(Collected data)
◇ ◇ ◇ ◇ ◇ ◇ ◇
//! Compile-time sized matrices
//!
//! `FixedMatrix<T, W, H>` stores `W` columns of `H` rows each, column-major,
//! so the flat element `i` lives at `(row = i % H, col = i / H)`. Vectors are
//! single-column matrices (`FixedMatrix<T, 1, N>`).
//!
//! Everything here is a plain value: no heap, no shared ownership, `Copy`
//! whenever the scalar is.

use std::fmt;
use std::ops::{Add, Index, IndexMut, Mul, Neg, Sub};

use bytemuck::{Pod, Zeroable};
use num_traits::{Float, Num, One, Zero};

/// A `W`×`H` matrix of `T` with column-major storage
#[repr(transparent)]
#[derive(Debug, Clone, Copy, PartialEq)]
pub struct FixedMatrix<T, const W: usize, const H: usize> {
    cols: [[T; H]; W],
}

pub type Mat2 = FixedMatrix<f32, 2, 2>;
pub type Mat3 = FixedMatrix<f32, 3, 3>;
pub type Mat4 = FixedMatrix<f32, 4, 4>;

pub type Vec2 = FixedMatrix<f32, 1, 2>;
pub type Vec3 = FixedMatrix<f32, 1, 3>;
pub type Vec4 = FixedMatrix<f32, 1, 4>;

// SAFETY: `repr(transparent)` over a nested array of `T`; arrays carry no padding.
unsafe impl<T: Zeroable, const W: usize, const H: usize> Zeroable for FixedMatrix<T, W, H> {}
// SAFETY: as above, every bit pattern valid for `T` is valid for the matrix.
unsafe impl<T: Pod, const W: usize, const H: usize> Pod for FixedMatrix<T, W, H> {}

const _: () = assert!(std::mem::size_of::<Vec2>() == 8);
const _: () = assert!(std::mem::size_of::<Mat4>() == 64);
const _: () = assert!(std::mem::align_of::<Mat4>() == std::mem::align_of::<f32>());

impl<T, const W: usize, const H: usize> FixedMatrix<T, W, H> {
    /// Wrap column-major storage directly
    pub const fn from_cols(cols: [[T; H]; W]) -> Self {
        Self { cols }
    }

    #[inline]
    pub const fn width(&self) -> usize {
        W
    }

    #[inline]
    pub const fn height(&self) -> usize {
        H
    }

    #[inline]
    pub const fn is_square(&self) -> bool {
        W == H
    }

    #[inline]
    pub const fn elem_count(&self) -> usize {
        W * H
    }

    /// Flat column-major view of the elements
    #[inline]
    pub fn data(&self) -> &[T] {
        self.cols.as_flattened()
    }

    #[inline]
    pub fn data_mut(&mut self) -> &mut [T] {
        self.cols.as_flattened_mut()
    }

    /// Mutable element at `row`, `col`
    #[inline]
    pub fn at_mut(&mut self, row: usize, col: usize) -> &mut T {
        &mut self.cols[col][row]
    }

    pub fn cols(&self) -> &[[T; H]; W] {
        &self.cols
    }
}

impl<T: Copy, const W: usize, const H: usize> FixedMatrix<T, W, H> {
    /// Element at `row`, `col`
    #[inline]
    pub fn at(&self, row: usize, col: usize) -> T {
        self.cols[col][row]
    }

    /// Build a matrix from a function of `(row, col)`
    pub fn from_fn(mut f: impl FnMut(usize, usize) -> T) -> Self {
        Self {
            cols: std::array::from_fn(|c| std::array::from_fn(|r| f(r, c))),
        }
    }

    /// Build a matrix from a column-major literal of exactly `W * H` elements.
    ///
    /// # Panics
    ///
    /// If `values.len() != W * H`.
    pub fn from_slice(values: &[T]) -> Self {
        assert_eq!(
            values.len(),
            W * H,
            "matrix literal must have exactly {}x{} elements",
            W,
            H
        );
        Self::from_fn(|r, c| values[c * H + r])
    }

    /// Apply `f` to every element
    pub fn map(&self, mut f: impl FnMut(T) -> T) -> Self {
        Self::from_fn(|r, c| f(self.cols[c][r]))
    }

    /// Combine two matrices element by element
    pub fn zip_map(&self, other: &Self, mut f: impl FnMut(T, T) -> T) -> Self {
        Self::from_fn(|r, c| f(self.cols[c][r], other.cols[c][r]))
    }

    fn swap_rows(&mut self, a: usize, b: usize) {
        for col in self.cols.iter_mut() {
            col.swap(a, b);
        }
    }
}

impl<T: Zero + Copy, const W: usize, const H: usize> FixedMatrix<T, W, H> {
    pub fn zeros() -> Self {
        Self {
            cols: [[T::zero(); H]; W],
        }
    }
}

impl<T: Zero + Copy, const W: usize, const H: usize> Default for FixedMatrix<T, W, H> {
    fn default() -> Self {
        Self::zeros()
    }
}

impl<T: Copy + Mul<Output = T>, const W: usize, const H: usize> FixedMatrix<T, W, H> {
    /// Multiply every element by `scalar`
    pub fn scale(&self, scalar: T) -> Self {
        self.map(|v| v * scalar)
    }
}

impl<T: Float, const W: usize, const H: usize> FixedMatrix<T, W, H> {
    /// Sum of squares of all elements, whatever the shape
    pub fn length_sqr(&self) -> T {
        self.data().iter().fold(T::zero(), |acc, &v| acc + v * v)
    }

    /// Euclidean norm of all elements, whatever the shape
    pub fn length(&self) -> T {
        self.length_sqr().sqrt()
    }

    /// Scale to unit length.
    ///
    /// A zero-length input divides by zero and yields infinities or NaN;
    /// callers guard degenerate vectors themselves.
    pub fn normalized(&self) -> Self {
        let coef = T::one() / self.length();
        self.scale(coef)
    }
}

impl<T: Zero + One + Copy, const N: usize> FixedMatrix<T, N, N> {
    pub fn identity() -> Self {
        Self::from_fn(|r, c| if r == c { T::one() } else { T::zero() })
    }
}

impl<T: Num + Copy, const N: usize> FixedMatrix<T, N, N> {
    /// Gauss-Jordan inverse, or `None` when no nonzero pivot can be found.
    ///
    /// Rows are swapped only when a pivot is exactly zero, taking the first
    /// nonzero row below it. There is no pivoting for stability, so badly
    /// conditioned input amplifies rounding error.
    pub fn try_invert(&self) -> Option<Self> {
        let mut work = *self;
        let mut inv = Self::identity();

        for r in 0..N {
            if work.at(r, r) == T::zero() {
                let swap_r = (r + 1..N).find(|&s| work.at(s, r) != T::zero())?;
                work.swap_rows(r, swap_r);
                inv.swap_rows(r, swap_r);
            }

            let divider = work.at(r, r);
            for c in 0..N {
                work.cols[c][r] = work.cols[c][r] / divider;
                inv.cols[c][r] = inv.cols[c][r] / divider;
            }

            for other in (0..N).filter(|&o| o != r) {
                let multiplier = work.at(other, r);
                for c in 0..N {
                    work.cols[c][other] = work.cols[c][other] - multiplier * work.cols[c][r];
                    inv.cols[c][other] = inv.cols[c][other] - multiplier * inv.cols[c][r];
                }
            }
        }

        Some(inv)
    }

    /// Gauss-Jordan inverse.
    ///
    /// # Panics
    ///
    /// If the matrix is singular. Use [`FixedMatrix::try_invert`] when that
    /// cannot be ruled out up front.
    pub fn invert(&self) -> Self {
        match self.try_invert() {
            Some(inv) => inv,
            None => panic!("cannot invert singular {}x{} matrix: no nonzero pivot", N, N),
        }
    }
}

impl<T: Copy, const N: usize> FixedMatrix<T, 1, N> {
    #[inline]
    pub fn x(&self) -> T {
        self.cols[0][0]
    }

    #[inline]
    pub fn y(&self) -> T {
        self.cols[0][1]
    }
}

impl<T> FixedMatrix<T, 1, 2> {
    pub const fn new(x: T, y: T) -> Self {
        Self { cols: [[x, y]] }
    }
}

impl<T> FixedMatrix<T, 1, 3> {
    pub const fn new(x: T, y: T, z: T) -> Self {
        Self { cols: [[x, y, z]] }
    }
}

impl<T> FixedMatrix<T, 1, 4> {
    pub const fn new(x: T, y: T, z: T, w: T) -> Self {
        Self { cols: [[x, y, z, w]] }
    }
}

impl<T, const W: usize, const H: usize> From<[[T; H]; W]> for FixedMatrix<T, W, H> {
    fn from(cols: [[T; H]; W]) -> Self {
        Self { cols }
    }
}

impl<T, const W: usize, const H: usize> Index<usize> for FixedMatrix<T, W, H> {
    type Output = T;

    #[inline]
    fn index(&self, i: usize) -> &T {
        &self.cols[i / H][i % H]
    }
}

impl<T, const W: usize, const H: usize> IndexMut<usize> for FixedMatrix<T, W, H> {
    #[inline]
    fn index_mut(&mut self, i: usize) -> &mut T {
        &mut self.cols[i / H][i % H]
    }
}

impl<T: Copy + Add<Output = T>, const W: usize, const H: usize> Add for FixedMatrix<T, W, H> {
    type Output = Self;

    fn add(self, rhs: Self) -> Self {
        self.zip_map(&rhs, |a, b| a + b)
    }
}

impl<T: Copy + Sub<Output = T>, const W: usize, const H: usize> Sub for FixedMatrix<T, W, H> {
    type Output = Self;

    fn sub(self, rhs: Self) -> Self {
        self.zip_map(&rhs, |a, b| a - b)
    }
}

impl<T: Copy + Neg<Output = T>, const W: usize, const H: usize> Neg for FixedMatrix<T, W, H> {
    type Output = Self;

    fn neg(self) -> Self {
        self.map(|v| -v)
    }
}

/// Matrix product. The inner dimension (our width, their height) is part of
/// the type, so mismatched operands do not compile.
impl<T, const W: usize, const H: usize, const W2: usize> Mul<FixedMatrix<T, W2, W>>
    for FixedMatrix<T, W, H>
where
    T: Zero + Copy + Mul<Output = T>,
{
    type Output = FixedMatrix<T, W2, H>;

    fn mul(self, rhs: FixedMatrix<T, W2, W>) -> FixedMatrix<T, W2, H> {
        FixedMatrix::from_fn(|r, c| {
            (0..W).fold(T::zero(), |acc, i| acc + self.cols[i][r] * rhs.cols[c][i])
        })
    }
}

macro_rules! impl_scalar_mul {
    ($($t:ty),*) => {$(
        impl<const W: usize, const H: usize> Mul<$t> for FixedMatrix<$t, W, H> {
            type Output = Self;

            fn mul(self, scalar: $t) -> Self {
                self.scale(scalar)
            }
        }

        impl<const W: usize, const H: usize> Mul<FixedMatrix<$t, W, H>> for $t {
            type Output = FixedMatrix<$t, W, H>;

            fn mul(self, m: FixedMatrix<$t, W, H>) -> FixedMatrix<$t, W, H> {
                m.scale(self)
            }
        }
    )*};
}

impl_scalar_mul!(f32, f64, i32, i64);

impl<T: fmt::Display, const W: usize, const H: usize> fmt::Display for FixedMatrix<T, W, H> {
    /// One line per row, entries separated by `", "`
    fn fmt(&self, f: &mut fmt::Formatter<'_>) -> fmt::Result {
        for r in 0..H {
            for c in 0..W {
                write!(f, "{}", self.cols[c][r])?;
                f.write_str(if c + 1 < W { ", " } else { "\n" })?;
            }
        }
        Ok(())
    }
}

impl<T: Pod, const W: usize, const H: usize> FixedMatrix<T, W, H> {
    /// Raw bytes in column-major order, ready for a uniform buffer
    pub fn as_bytes(&self) -> &[u8] {
        bytemuck::bytes_of(self)
    }
}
◇ ◇ ◇ ◇ ◇ ◇ ◇
§ EXERCISE INSTRUCTIONS: Going through the entries above, report how many lines include the string "unsafe". The number alone is the answer.

§ OUTPUT OF THE TASK: 2